YOUR ASSIGNMENT: Every entry below is to be copied exactly as written.

DATA FOR THE TASK:
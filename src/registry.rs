//! Runtime writer lookup for values whose type is only known at runtime.
//!
//! Statically typed values dispatch through their [`JsonWrite`] impl. A `&dyn Any`
//! has no such impl, so a [`Registry`] maps its concrete [`TypeId`] to the writer
//! registered for that type. [`Dynamic`] pairs a registry with a value and is
//! itself a [`JsonWrite`], so dynamic values nest inside typed ones.

use crate::chunked::Bytes;
use crate::{Error, JsonWrite, Map, Result, Value, WriterState};
use chrono::{DateTime, NaiveDate, NaiveDateTime, Utc};
use num_bigint::BigInt;
use std::any::{type_name, Any, TypeId};
use std::collections::HashMap;
use std::fmt;
use uuid::Uuid;

type ErasedWrite = fn(&dyn Any, &mut WriterState<'_>) -> Result<bool>;

fn write_erased<T: JsonWrite + Any>(value: &dyn Any, state: &mut WriterState<'_>) -> Result<bool> {
    match value.downcast_ref::<T>() {
        Some(value) => value.write_json(state),
        None => Err(Error::unsupported_type(type_name::<T>())),
    }
}

#[derive(Clone, Copy)]
struct Entry {
    name: &'static str,
    write: ErasedWrite,
}

/// Maps concrete types to their writers.
///
/// # Examples
///
/// ```rust
/// use chunked_json::{to_string, Dynamic, Registry};
/// use std::any::Any;
///
/// let registry = Registry::with_defaults();
/// let values: Vec<Box<dyn Any>> = vec![Box::new(1u8), Box::new("two".to_string())];
/// let items: Vec<Dynamic<'_>> = values
///     .iter()
///     .map(|value| Dynamic::new(&registry, &**value))
///     .collect();
/// assert_eq!(to_string(&items).unwrap(), r#"[1,"two"]"#);
/// ```
#[derive(Clone, Default)]
pub struct Registry {
    writers: HashMap<TypeId, Entry>,
}

impl Registry {
    /// Creates an empty registry.
    pub fn new() -> Self {
        Registry {
            writers: HashMap::new(),
        }
    }

    /// Creates a registry that knows every built-in scalar, text and value type.
    pub fn with_defaults() -> Self {
        let mut registry = Registry::new();
        registry
            .register::<bool>()
            .register::<()>()
            .register::<i8>()
            .register::<i16>()
            .register::<i32>()
            .register::<i64>()
            .register::<i128>()
            .register::<isize>()
            .register::<u8>()
            .register::<u16>()
            .register::<u32>()
            .register::<u64>()
            .register::<u128>()
            .register::<usize>()
            .register::<f32>()
            .register::<f64>()
            .register::<char>()
            .register::<String>()
            .register::<&'static str>()
            .register::<Bytes<Vec<u8>>>()
            .register::<DateTime<Utc>>()
            .register::<NaiveDate>()
            .register::<NaiveDateTime>()
            .register::<Uuid>()
            .register::<BigInt>()
            .register::<Value>()
            .register::<Vec<Value>>()
            .register::<Map>();
        registry
    }

    /// Registers `T`'s writer, replacing any earlier registration for `T`.
    pub fn register<T: JsonWrite + Any>(&mut self) -> &mut Self {
        self.writers.insert(
            TypeId::of::<T>(),
            Entry {
                name: type_name::<T>(),
                write: write_erased::<T>,
            },
        );
        self
    }

    pub fn contains<T: Any>(&self) -> bool {
        self.writers.contains_key(&TypeId::of::<T>())
    }

    pub fn len(&self) -> usize {
        self.writers.len()
    }

    pub fn is_empty(&self) -> bool {
        self.writers.is_empty()
    }

    /// Writes `value` with the writer registered for its concrete type.
    ///
    /// # Errors
    ///
    /// Returns [`Error::UnsupportedType`] if nothing is registered for the type.
    pub fn write(&self, value: &dyn Any, state: &mut WriterState<'_>) -> Result<bool> {
        match self.writers.get(&value.type_id()) {
            Some(entry) => (entry.write)(value, state),
            None => Err(Error::unsupported_type("no writer registered for this type")),
        }
    }
}

impl fmt::Debug for Registry {
    fn fmt(&self, f: &mut fmt::Formatter<'_>) -> fmt::Result {
        let mut names: Vec<&str> = self.writers.values().map(|entry| entry.name).collect();
        names.sort_unstable();
        f.debug_struct("Registry").field("types", &names).finish()
    }
}

/// A type-erased value written through a [`Registry`].
#[derive(Clone, Copy)]
pub struct Dynamic<'a> {
    registry: &'a Registry,
    value: &'a dyn Any,
}

impl<'a> Dynamic<'a> {
    pub fn new(registry: &'a Registry, value: &'a dyn Any) -> Self {
        Dynamic { registry, value }
    }
}

impl fmt::Debug for Dynamic<'_> {
    fn fmt(&self, f: &mut fmt::Formatter<'_>) -> fmt::Result {
        f.debug_struct("Dynamic")
            .field("type_id", &self.value.type_id())
            .finish()
    }
}

impl JsonWrite for Dynamic<'_> {
    fn write_json(&self, state: &mut WriterState<'_>) -> Result<bool> {
        self.registry.write(self.value, state)
    }
}

#[cfg(test)]
mod tests {
    use super::*;
    use crate::{to_string, write_to_completion, BufferSink, WriterOptions};

    struct Celsius(f64);

    impl JsonWrite for Celsius {
        fn write_json(&self, state: &mut WriterState<'_>) -> Result<bool> {
            self.0.write_json(state)
        }
    }

    #[test]
    fn test_unregistered_type_is_rejected() {
        let registry = Registry::with_defaults();
        let value = Celsius(21.5);
        let err = to_string(&Dynamic::new(&registry, &value)).unwrap_err();
        assert!(matches!(err, Error::UnsupportedType(_)));
    }

    #[test]
    fn test_register_custom_type() {
        let mut registry = Registry::new();
        assert!(registry.is_empty());
        registry.register::<Celsius>();
        assert!(registry.contains::<Celsius>());
        assert!(!registry.contains::<i32>());

        let value = Celsius(21.5);
        assert_eq!(to_string(&Dynamic::new(&registry, &value)).unwrap(), "21.5");
    }

    #[test]
    fn test_dynamic_text_resumes_across_calls() {
        let registry = Registry::with_defaults();
        let text = "\"quoted\" ".repeat(100);
        let dynamic = Dynamic::new(&registry, &text);

        let mut sink = BufferSink::with_capacity(Vec::new(), 16);
        let mut state = WriterState::new(&mut sink, WriterOptions::new());
        let completion = write_to_completion(&dynamic, &mut state).unwrap();
        assert!(completion.calls > 1);
        state.flush().unwrap();
        drop(state);
        assert_eq!(
            String::from_utf8(sink.into_inner()).unwrap(),
            to_string(&text).unwrap()
        );
    }

    #[test]
    fn test_defaults_cover_value_types() {
        let registry = Registry::with_defaults();
        assert!(registry.contains::<Value>());
        assert!(registry.contains::<Bytes<Vec<u8>>>());
        let bytes = Bytes(vec![0xffu8, 0xfe]);
        assert_eq!(to_string(&Dynamic::new(&registry, &bytes)).unwrap(), "\"//4=\"");
    }
}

SOLUTION:
filename src/registry.rs
//! Runtime writer lookup for values whose type is only known at runtime.
//!
//! Statically typed values dispatch through their [`JsonWrite`] impl. A `&dyn Any`
//! has no such impl, so a [`Registry`] maps its concrete [`TypeId`] to the writer
//! registered for that type. [`Dynamic`] pairs a registry with a value and is
//! itself a [`JsonWrite`], so dynamic values nest inside typed ones.

use crate::chunked::Bytes;
use crate::{Error, JsonWrite, Map, Result, Value, WriterState};
use chrono::{DateTime, NaiveDate, NaiveDateTime, Utc};
use num_bigint::BigInt;
use std::any::{type_name, Any, TypeId};
use std::collections::HashMap;
use std::fmt;
use uuid::Uuid;

type ErasedWrite = fn(&dyn Any, &mut WriterState<'_>) -> Result<bool>;

fn write_erased<T: JsonWrite + Any>(value: &dyn Any, state: &mut WriterState<'_>) -> Result<bool> {
    match value.downcast_ref::<T>() {
        Some(value) => value.write_json(state),
        None => Err(Error::unsupported_type(type_name::<T>())),
    }
}

#[derive(Clone, Copy)]
struct Entry {
    name: &'static str,
    write: ErasedWrite,
}

/// Maps concrete types to their writers.
///
/// # Examples
///
/// ```rust
/// use chunked_json::{to_string, Dynamic, Registry};
/// use std::any::Any;
///
/// let registry = Registry::with_defaults();
/// let values: Vec<Box<dyn Any>> = vec![Box::new(1u8), Box::new("two".to_string())];
/// let items: Vec<Dynamic<'_>> = values
///     .iter()
///     .map(|value| Dynamic::new(&registry, &**value))
///     .collect();
/// assert_eq!(to_string(&items).unwrap(), r#"[1,"two"]"#);
/// ```
#[derive(Clone, Default)]
pub struct Registry {
    writers: HashMap<TypeId, Entry>,
}

impl Registry {
    /// Creates an empty registry.
    pub fn new() -> Self {
        Registry {
            writers: HashMap::new(),
        }
    }

    /// Creates a registry that knows every built-in scalar, text and value type.
    pub fn with_defaults() -> Self {
        let mut registry = Registry::new();
        registry
            .register::<bool>()
            .register::<()>()
            .register::<i8>()
            .register::<i16>()
            .register::<i32>()
            .register::<i64>()
            .register::<i128>()
            .register::<isize>()
            .register::<u8>()
            .register::<u16>()
            .register::<u32>()
            .register::<u64>()
            .register::<u128>()
            .register::<usize>()
            .register::<f32>()
            .register::<f64>()
            .register::<char>()
            .register::<String>()
            .register::<&'static str>()
            .register::<Bytes<Vec<u8>>>()
            .register::<DateTime<Utc>>()
            .register::<NaiveDate>()
            .register::<NaiveDateTime>()
            .register::<Uuid>()
            .register::<BigInt>()
            .register::<Value>()
            .register::<Vec<Value>>()
            .register::<Map>();
        registry
    }

    /// Registers `T`'s writer, replacing any earlier registration for `T`.
    pub fn register<T: JsonWrite + Any>(&mut self) -> &mut Self {
        self.writers.insert(
            TypeId::of::<T>(),
            Entry {
                name: type_name::<T>(),
                write: write_erased::<T>,
            },
        );
        self
    }

    pub fn contains<T: Any>(&self) -> bool {
        self.writers.contains_key(&TypeId::of::<T>())
    }

    pub fn len(&self) -> usize {
        self.writers.len()
    }

    pub fn is_empty(&self) -> bool {
        self.writers.is_empty()
    }

    /// Writes `value` with the writer registered for its concrete type.
    ///
    /// # Errors
    ///
    /// Returns [`Error::UnsupportedType`] if nothing is registered for the type.
    pub fn write(&self, value: &dyn Any, state: &mut WriterState<'_>) -> Result<bool> {
        match self.writers.get(&value.type_id()) {
            Some(entry) => (entry.write)(value, state),
            None => Err(Error::unsupported_type("no writer registered for this type")),
        }
    }
}

impl fmt::Debug for Registry {
    fn fmt(&self, f: &mut fmt::Formatter<'_>) -> fmt::Result {
        let mut names: Vec<&str> = self.writers.values().map(|entry| entry.name).collect();
        names.sort_unstable();
        f.debug_struct("Registry").field("types", &names).finish()
    }
}

/// A type-erased value written through a [`Registry`].
#[derive(Clone, Copy)]
pub struct Dynamic<'a> {
    registry: &'a Registry,
    value: &'a dyn Any,
}

impl<'a> Dynamic<'a> {
    pub fn new(registry: &'a Registry, value: &'a dyn Any) -> Self {
        Dynamic { registry, value }
    }
}

impl fmt::Debug for Dynamic<'_> {
    fn fmt(&self, f: &mut fmt::Formatter<'_>) -> fmt::Result {
        f.debug_struct("Dynamic")
            .field("type_id", &self.value.type_id())
            .finish()
    }
}

impl JsonWrite for Dynamic<'_> {
    fn write_json(&self, state: &mut WriterState<'_>) -> Result<bool> {
        self.registry.write(self.value, state)
    }
}

#[cfg(test)]
mod tests {
    use super::*;
    use crate::{to_string, write_to_completion, BufferSink, WriterOptions};

    struct Celsius(f64);

    impl JsonWrite for Celsius {
        fn write_json(&self, state: &mut WriterState<'_>) -> Result<bool> {
            self.0.write_json(state)
        }
    }

    #[test]
    fn test_unregistered_type_is_rejected() {
        let registry = Registry::with_defaults();
        let value = Celsius(21.5);
        let err = to_string(&Dynamic::new(&registry, &value)).unwrap_err();
        assert!(matches!(err, Error::UnsupportedType(_)));
    }

    #[test]
    fn test_register_custom_type() {
        let mut registry = Registry::new();
        assert!(registry.is_empty());
        registry.register::<Celsius>();
        assert!(registry.contains::<Celsius>());
        assert!(!registry.contains::<i32>());

        let value = Celsius(21.5);
        assert_eq!(to_string(&Dynamic::new(&registry, &value)).unwrap(), "21.5");
    }

    #[test]
    fn test_dynamic_text_resumes_across_calls() {
        let registry = Registry::with_defaults();
        let text = "\"quoted\" ".repeat(100);
        let dynamic = Dynamic::new(&registry, &text);

        let mut sink = BufferSink::with_capacity(Vec::new(), 16);
        let mut state = WriterState::new(&mut sink, WriterOptions::new());
        let completion = write_to_completion(&dynamic, &mut state).unwrap();
        assert!(completion.calls > 1);
        state.flush().unwrap();
        drop(state);
        assert_eq!(
            String::from_utf8(sink.into_inner()).unwrap(),
            to_string(&text).unwrap()
        );
    }

    #[test]
    fn test_defaults_cover_value_types() {
        let registry = Registry::with_defaults();
        assert!(registry.contains::<Value>());
        assert!(registry.contains::<Bytes<Vec<u8>>>());
        let bytes = Bytes(vec![0xffu8, 0xfe]);
        assert_eq!(to_string(&Dynamic::new(&registry, &bytes)).unwrap(), "\"//4=\"");
    }
}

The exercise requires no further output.